Alternatively, you can mix this dough in a large mixing bowl, autolyse, and knead by hand for up to 10 minutes until glossy and stretchy.
Bulk Fermentation
Add the bread dough to a large bowl and cover with plastic wrap or a damp towel to rise for the bulk fermentation for 4-8 hours.
Properly fermented dough will feel airy and jiggly in the bowl. It will be rounded and you should see a few bubbles on the surface.

Shape the dough
Turn the dough onto a lightly floured surface. Gently press the dough out into a rectangle and roll up into a log.
Prepare a loaf pan by spraying with oil or lining with a piece of parchment paper.
I use the Lodge Loaf Pan for all of my sandwich loaves. In my opinion, they are the best bread pans available!
Second Rise (loaf pan method)
Add the dough to the loaf pan and cover with plastic wrap.
Place it in the fridge overnight or for up to 2-3 days before baking.
The loaf will continue to slowly rise and ferment in the fridge.
Second Rise (banneton basket method)
Place shaped dough seam side up in a banneton basket that has been generously flour. Rice flour works incredibly well to prevent sticking.
Cover and place in fridge.
Bake the Loaf (loaf pan method)
Preheat a granite ware roasting pan in the oven to 450 degrees F.
Alternatively, preheat the oven to 450 degrees F and bake the bread with another loaf pan on top of the bread dough during the first 20 minutes.
Slash the top of the dough with a sharp knife or razor.
Place in roasting pan or top the loaf pan with another loaf pan and put in preheated oven.
Bake with lid on for 20 minutes.
Remove the lid or the other loaf pan and bake for an additional 15 minutes until golden brown.
Let the bread cool on a cooling rack or wire rack completely before slicing.
Bake the Loaf (Dutch Oven Method)
Place the Dutch Oven in the oven and preheat to 450 degrees F.
Remove the loaf from the fridge and turn onto a sheet of parchment paper.
Slash top with a razor.
Gently remove the hot Dutch Oven from the oven and remove the lid.
Place the dough using the parchment paper edges to lift into the Dutch Oven.
Replace the lid and bake in preheated oven for 20 minutes.
Remove the lid and continue to bake for an additional 15 minutes until golden brown.

Storage
Store in a plastic bag or airtight container at room temperature for 3-4 days.
Freeze in freezer safe bag for up to 3 months.
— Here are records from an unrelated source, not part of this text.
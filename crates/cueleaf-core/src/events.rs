//! Typed outbound event channels.
//!
//! Each component owns an [`EventBus`] for its own event type. Consumers call
//! [`EventBus::subscribe`] whenever they like and get a plain `mpsc::Receiver`;
//! nothing needs to know its listeners at construction time.

use std::sync::mpsc::{self, Receiver, Sender};

#[derive(Debug)]
pub struct EventBus<E> {
    subscribers: Vec<Sender<E>>,
}

impl<E: Clone> EventBus<E> {
    pub fn new() -> Self {
        Self {
            subscribers: Vec::new(),
        }
    }

    pub fn subscribe(&mut self) -> Receiver<E> {
        let (tx, rx) = mpsc::channel();
        self.subscribers.push(tx);
        rx
    }

    /// Deliver to every live subscriber; dropped receivers are pruned.
    pub fn emit(&mut self, event: E) {
        self.subscribers
            .retain(|subscriber| subscriber.send(event.clone()).is_ok());
    }
}

impl<E: Clone> Default for EventBus<E> {
    fn default() -> Self {
        Self::new()
    }
}

/// Collect everything currently queued on a receiver.
pub fn drain<E>(rx: &Receiver<E>) -> Vec<E> {
    rx.try_iter().collect()
}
Kneaded Sourdough Bread with Fresh Milled Flour
Equipment
- 1 8.5×5 Loaf pan
- 1 Stand Mixer
Ingredients
- 325 grams water
- 100 grams active sourdough starter
- 500 grams fresh milled flour I use hard white wheat
- 1 1/2 tsp salt
Instructions
- Add the water and sourdough starter to the bowl of a stand mixer. Pulse to combine.
- Add flour and salt. Mix until combined.
- Cover and let the dough rest for 30 minutes to 1 hour.
- After resting, knead the dough on speed 1-2 for 6-8 minutes or until stretchy and glossy.
- Place in a large bowl and cover with plastic wrap or a damp tea towel.
- Let rise or ferment for 4-8 hours or until airy and domed in the bowl.
- Turn the dough onto a lightly floured surface. Shape into a loaf or log shape.
- Place in a prepared loaf pan and cover with plastic wrap.
- Place in the fridge overnight or up to 2-3 days before baking.
- When ready to bake, preheat the oven to 450 degrees F with a granite ware roasting pan. (Alternatively, you can bake the loaf for the first 20 minutes with another loaf pan on top).
- Place the loaf in the preheated roasting pan or place a second loaf pan on top and bake covered for 20 minutes.
- Remove the lid or the second loaf pan and bake an additional 15 minutes until golden brown.
- Let cool completely on a cooling rack before slicing.
I used your recipe and the bread was delicious. Made an extra loaf for my family too !!!